A “change of control” was called an “ownership change” by Kodak, and this pertains to an IRS ruling that would be triggered if Kodak’s holders owning 5% or more were to collectively double their ownership in Kodak over a three-year term that the NOL Rights Agreement is in effect.
Kodak did say that its board of directors has determined to review the plan periodically in light of developments at the company, which it says is “including in connection with the use and value of the NOLs and the status of the patent portfolio strategic initiative.”
The end result is that Kodak has declared a non-taxable dividend of one preferred share purchase right for each outstanding share of its common stock that will be distributed to its shareholders of record as of August 11, 2011. The catch is that these would only be activated if triggered by the Rights Agreement.

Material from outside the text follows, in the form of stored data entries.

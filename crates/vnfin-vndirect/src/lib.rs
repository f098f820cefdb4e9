#![doc = include_str!("../README.md")]
#![doc(issue_tracker_base_url = "https://github.com/factordynamics/vnfin/issues/")]
#![cfg_attr(docsrs, feature(doc_cfg, doc_auto_cfg))]
#![warn(missing_docs)]
#![forbid(unsafe_code)]

//! VNDirect finfo data provider.
//!
//! This crate implements the vnfin-core [`StatementSource`] trait for the
//! [VNDirect finfo](https://api-finfo.vndirect.com.vn) API, which serves line-item
//! values and statement layouts for companies listed in Vietnam.
//!
//! # Usage
//!
//! ```rust,ignore
//! use vnfin_core::{PeriodKind, StatementSource, StatementType, Symbol, expand};
//! use vnfin_vndirect::VndirectProvider;
//!
//! #[tokio::main]
//! async fn main() -> Result<(), Box<dyn std::error::Error>> {
//!     let provider = VndirectProvider::new();
//!     let symbol = Symbol::new("VCB");
//!     let periods = expand(PeriodKind::Annual, 3)?;
//!
//!     let values = provider
//!         .fetch_values(&symbol, StatementType::BalanceSheet, PeriodKind::Annual, &periods)
//!         .await?;
//!     let meta = provider.fetch_meta(&symbol, StatementType::BalanceSheet).await?;
//!
//!     Ok(())
//! }
//! ```

use async_trait::async_trait;
use reqwest::Client;
use serde::Deserialize;
use vnfin_core::{
    DataProvider, FiscalPeriod, LineItemMeta, PeriodKind, RawLineValue, Result, StatementError,
    StatementSource, StatementType, Symbol,
};

/// Base URL for the VNDirect finfo v4 API.
pub const VNDIRECT_BASE_URL: &str = "https://api-finfo.vndirect.com.vn/v4";

/// Accounting circulars whose statement layouts are requested.
const LAYOUT_NOTES: &str = "TT199/2014/TT-BTC,TT334/2016/TT-BTC,TT49/2014/TT-NHNN,TT202/2014/TT-BTC";

/// Page size for statement values.
const VALUES_PAGE_SIZE: usize = 2000;

/// Page size for statement layouts.
const MODELS_PAGE_SIZE: usize = 999;

/// Browser-like headers; the API rejects bare clients.
const REQUEST_HEADERS: &[(&str, &str)] = &[
    ("Accept", "application/json, text/plain, */*"),
    ("Accept-Language", "vi"),
    ("Cache-Control", "no-cache"),
    ("Pragma", "no-cache"),
    ("DNT", "1"),
    ("Sec-Fetch-Dest", "empty"),
    ("Sec-Fetch-Mode", "cors"),
    ("Sec-Fetch-Site", "same-site"),
    (
        "User-Agent",
        "Mozilla/5.0 (Windows NT 10.0; Win64; x64) AppleWebKit/537.36 (KHTML, like Gecko) Chrome/115.0.0.0 Safari/537.36",
    ),
];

As the new program goes, if any person or outside group acquires 4.9% or more of the outstanding shares of common stock, a significant dilution is triggered under the poison-pill (or Rights Agreement). Holders who already own 4.9% or higher of the common shares will not trigger the preferred share purchase rights unless they acquire additional shares.
So, we have gone on and on about this rights offering being a poison-pill provision. About all that shareholders today can hope for is that a buyer would come along. What today’s effort does is kill any hope that Kodak could find another KKR-type of investment that was taken in 2009. Realistically, it is hard to imagine that another financier would even bother stepping forward as this point. Kodak’s stock was above $6.00 back then and shares are at $2.36 today with a 52-week trading range of $2.20 to $5.95.
Last year we awarded Kodak as being one of the brands that lost the most in the last decade. The good news is that the honor cannot be repeated over the next decade. That is a sad situation, because the brand just isn’t worth enough anymore to even be counted in the years ahead. There is one positive aspect for Kodak’s legacy film business: if the earth’s poles ever do flip in our lifetime, the company will be able to show how no one would have lost their photos had they used standard film.
Before you think that 24/7 Wall St. is being too tough on a battered company, why don’t you go look at the NYSE short interest data. The short interest has grown for seven consecutive reporting periods which now come twice a month. The short interest is now a whopping 73.6 million shares.
Eastman Kodak did not do its investors any favors today even if Mr. Perez thinks differently. We are not even positive that this company can return to significant profitable levels for loss carry-forwards to even matter. The company looks more and more as though it is in what Star Trek fans would call the Kobayashi Maru.